Few studies have correlated the occurrence of leukocytes with the time course of ischemia-reperfusion (I-R)-induced tissue injury in skeletal muscle. The goal of this study was to test the hypothesis that leukocytes were responsible for not only the onset, but progression of parenchymal cell injury within skeletal muscle following no-flow ischemia. Thirteen male Wistar rats (150-250 g) were randomly allocated to either a control (no I-R; n = 3), I-R (n = 5), or a leukopenic I-R group (n = 5). Under halothane anesthesia, the extensor digitorum longus muscle was prepared for intravital microscopy to allow video recording of microvascular perfusion and leukocyte flow behavior following 3 hr no-flow ischemia of the hindlimb. Tissue injury was assessed as the ratio of ethidium bromide (impermeant dye)-labeled nuclei to bisbenzimide (permeant dye)-labeled nuclei (E/B). During reperfusion, the I-R group showed a progressive decline in the number of perfused capillaries (N(C)) (from 19.37 +/- 0.04 to 3.34 +/- 1.18), while leukopenic and control rats were not significantly different. In the I-R group, the number of rolling leukocytes increased from 4.05 +/- 1.93 to 14.77 +/- 1.33 at the onset of reperfusion and remained stable throughout the reperfusion period. The number of stuck leukocytes, in the I-R group, progressively increased from 1.41 +/- 0.01 prior to ischemia to 4.66 +/- 0.01 at the onset of reperfusion to 11.96 +/- 0.01 after 90 min.
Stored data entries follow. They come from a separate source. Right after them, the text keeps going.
//! Compiler: flow definitions to executable node graphs
//!
//! Each flow's step list is translated into a [`FlowGraph`]: an immutable,
//! thread-safe array of [`CompiledNode`]s with resolved edges, ready for the
//! scheduler. Compilation happens once at startup; sessions share the result
//! through an `Arc` without locking.
//!
//! # Algorithm
//!
//! 1. Assign each step a stable index in source order. The index doubles as
//!    the action idempotence key, so it must not change between runs of the
//!    same specification.
//! 2. Desugar every `while` into a synthetic guard branch named
//!    `__{step}_guard` with cases `{"true": first body step, "false":
//!    exit_to or END}`, and force the last body step's successor back to the
//!    guard. The original step name aliases the guard, so `jump_to` and
//!    branch cases can target the loop by its source name - which is also how
//!    nested loops chain: an inner loop's `exit_to` naming the outer loop
//!    resolves to the outer guard.
//! 3. Resolve every referenced target (`jump_to`, branch cases and default,
//!    `on_confirm`, `on_deny`, `exit_to`, while bodies). The reserved name
//!    `END` terminates the flow. Unresolved names are a
//!    [`GraphBuild`](crate::error::EngineError::GraphBuild) error.
//! 4. Wire fall-through edges: sequential by default, `jump_to` overrides,
//!    branch nodes never fall through, the last step falls through to END.
//! 5. Parse and cache every expression (branch guards, while conditions, set
//!    expressions, call inputs) so runtime evaluation never re-parses.
//!
//! Unreachable steps are legal but reported by
//! [`FlowGraph::unreachable_steps`] and logged at `warn` during compilation.

use serde_json::Value;
use std::collections::{HashMap, HashSet, VecDeque};
use std::sync::Arc;

use crate::config::DialogueSpec;
use crate::error::{EngineError, Result};
use crate::expr::Expr;
use crate::step::{Step, StepKind};

/// Reserved target name that terminates a flow
pub const END: &str = "END";

/// Resolved successor edge
#[derive(Debug, Clone, Copy, PartialEq, Eq)]
pub enum Next {
    /// Continue at the node with this index
    Step(usize),
    /// The flow completes
    End,
}

/// Where a set value or call input comes from
#[derive(Debug, Clone)]
pub enum ValueSource {
    /// Literal JSON value
    Literal(Value),
    /// Cached parsed expression over the active flow's slots
    Expression(Expr),
}

impl ValueSource {
    /// Evaluate against a slot map
    pub fn eval(&self, slots: &HashMap<String, Value>) -> Value {
        match self {
            ValueSource::Literal(v) => v.clone(),
            ValueSource::Expression(e) => e.eval(slots),
        }
    }
}

/// Executable node variant (the step catalog minus `while`, plus cached
/// expressions and resolved targets)
#[derive(Debug, Clone)]
pub enum NodeKind {
    Say {
        message: String,
        await_ack: bool,
    },
    Collect {
        slot: String,
        prompt: String,
        validator: Option<String>,
        validation_message: Option<String>,
    },
    Action {
        call: String,
        map_outputs: HashMap<String, String>,
    },
    Set {
        slot: String,
        source: ValueSource,
    },
    Branch {
        guard: Expr,
        cases: HashMap<String, Next>,
        default: Option<Next>,
    },
    Confirm {
        slot: Option<String>,
        message: String,
        on_confirm: usize,
        on_deny: usize,
    },
    Link {
        flow: String,
    },
    Call {
        flow: String,
        inputs: HashMap<String, ValueSource>,
        map_outputs: HashMap<String, String>,
    },
}

impl NodeKind {
    /// Short tag for logging
    pub fn name(&self) -> &'static str {
        match self {
            NodeKind::Say { .. } => "say",
            NodeKind::Collect { .. } => "collect",
            NodeKind::Action { .. } => "action",
            NodeKind::Set { .. } => "set",
            NodeKind::Branch { .. } => "branch",
            NodeKind::Confirm { .. } => "confirm",
            NodeKind::Link { .. } => "link",
            NodeKind::Call { .. } => "call",
        }
    }
}

/// One executable node
#[derive(Debug, Clone)]
pub struct CompiledNode {
    /// Stable index in source order; the action idempotence key
    pub index: usize,

    /// Node name (synthetic guards are `__{step}_guard`)
    pub name: String,

    /// Executable variant
    pub kind: NodeKind,

    /// Fall-through successor with `jump_to` applied (unused by branch)
    pub next: Next,
}

/// An immutable, compiled flow ready for execution
#[derive(Debug)]
pub struct FlowGraph {
    /// Flow name this graph was compiled from
    pub flow_name: String,
    nodes: Vec<CompiledNode>,
    index_of: HashMap<String, usize>,
}

impl FlowGraph {
    /// Node at an index
    pub fn node(&self, index: usize) -> Option<&CompiledNode> {
        self.nodes.get(index)
    }

    /// Resolve a step name (while names alias their guards)
    pub fn index_of(&self, name: &str) -> Option<usize> {
        self.index_of.get(name).copied()
    }

    /// Number of nodes
    pub fn len(&self) -> usize {
        self.nodes.len()
    }

    /// Whether the graph has no nodes (never true after a successful compile)
    pub fn is_empty(&self) -> bool {
        self.nodes.is_empty()
    }

    /// All nodes in index order
    pub fn nodes(&self) -> &[CompiledNode] {
        &self.nodes
    }

    /// Index of the collect node targeting `slot`, if any
    pub fn collect_index_for_slot(&self, slot: &str) -> Option<usize> {
        self.nodes.iter().position(
            |n| matches!(&n.kind, NodeKind::Collect { slot: s, .. } if s == slot),
        )
    }

    /// The collect node targeting `slot`, if any
    pub fn node_for_slot(&self, slot: &str) -> Option<&CompiledNode> {
        self.collect_index_for_slot(slot).and_then(|i| self.node(i))
    }

    /// Names of nodes not reachable from the entry node
    pub fn unreachable_steps(&self) -> Vec<String> {
        let mut seen = HashSet::new();
        let mut queue = VecDeque::new();
        if !self.nodes.is_empty() {
            queue.push_back(0usize);
            seen.insert(0usize);
        }
        while let Some(i) = queue.pop_front() {
            let node = &self.nodes[i];
            let mut targets: Vec<Next> = Vec::new();
            match &node.kind {
                NodeKind::Branch { cases, default, .. } => {
                    targets.extend(cases.values().copied());
                    if let Some(d) = default {
                        targets.push(*d);
                    }
                }
                NodeKind::Confirm {
                    on_confirm,
                    on_deny,
                    ..
                } => {
                    targets.push(Next::Step(*on_confirm));
                    targets.push(Next::Step(*on_deny));
                }
                NodeKind::Link { .. } => {}
                _ => targets.push(node.next),
            }
            for t in targets {
                if let Next::Step(j) = t {
                    if seen.insert(j) {
                        queue.push_back(j);
                    }
                }
            }
        }
        self.nodes
            .iter()
            .filter(|n| !seen.contains(&n.index))
            .map(|n| n.name.clone())
            .collect()
    }
}

/// All compiled flows of a specification
#[derive(Debug)]
pub struct CompiledSpec {
    flows: HashMap<String, Arc<FlowGraph>>,
    flow_names: Vec<String>,
}

impl CompiledSpec {
    /// Compile every flow and validate cross-flow references
    pub fn compile(spec: &DialogueSpec) -> Result<Self> {
        let mut flows = HashMap::new();
        let mut flow_names = Vec::new();

        for flow in &spec.flows {
            let graph = compile_flow(&flow.name, &flow.steps)?;
            let unreachable = graph.unreachable_steps();
            if !unreachable.is_empty() {
                tracing::warn!(
                    flow = %flow.name,
                    steps = ?unreachable,
                    "flow contains unreachable steps"
                );
            }
            flow_names.push(flow.name.clone());
            flows.insert(flow.name.clone(), Arc::new(graph));
        }

        // link/call targets must name flows that exist.
        for flow in &spec.flows {
            for step in &flow.steps {
                let target = match &step.kind {
                    StepKind::Link { flow } => Some(flow),
                    StepKind::Call { flow, .. } => Some(flow),
                    _ => None,
                };
                if let Some(target) = target {
                    if !flows.contains_key(target) {
                        return Err(EngineError::graph_build(
                            &step.step,
                            format!("references unknown flow '{}'", target),
                        ));
                    }
                }
            }
        }

        Ok(Self { flows, flow_names })
    }

    /// Compiled graph for a flow
    pub fn flow(&self, name: &str) -> Result<&Arc<FlowGraph>> {
        self.flows
            .get(name)
            .ok_or_else(|| EngineError::UnknownFlow(name.to_string()))
    }

    /// Flow names in declaration order
    pub fn flow_names(&self) -> &[String] {
        &self.flow_names
    }
}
The index of tissue injury (EIB) increased asymptotically from 0.60 +/- 0.02 to 0.95 +/- 0.01 after 90 min of reperfusion in the I-R group, while leukopenia significantly reduced both the magnitude of tissue injury (i.e., 35% reduction from untreated I-R group) and the onset of such injury. In spite of the benefit afforded by leukopenia, evidence of tissue injury persisted (20% above control baseline level). We conclude that although leukocytes were responsible for the onset of parenchymal injury in skeletal muscle following 3 hr no-flow ischemia they are not the sole mediators of such injury.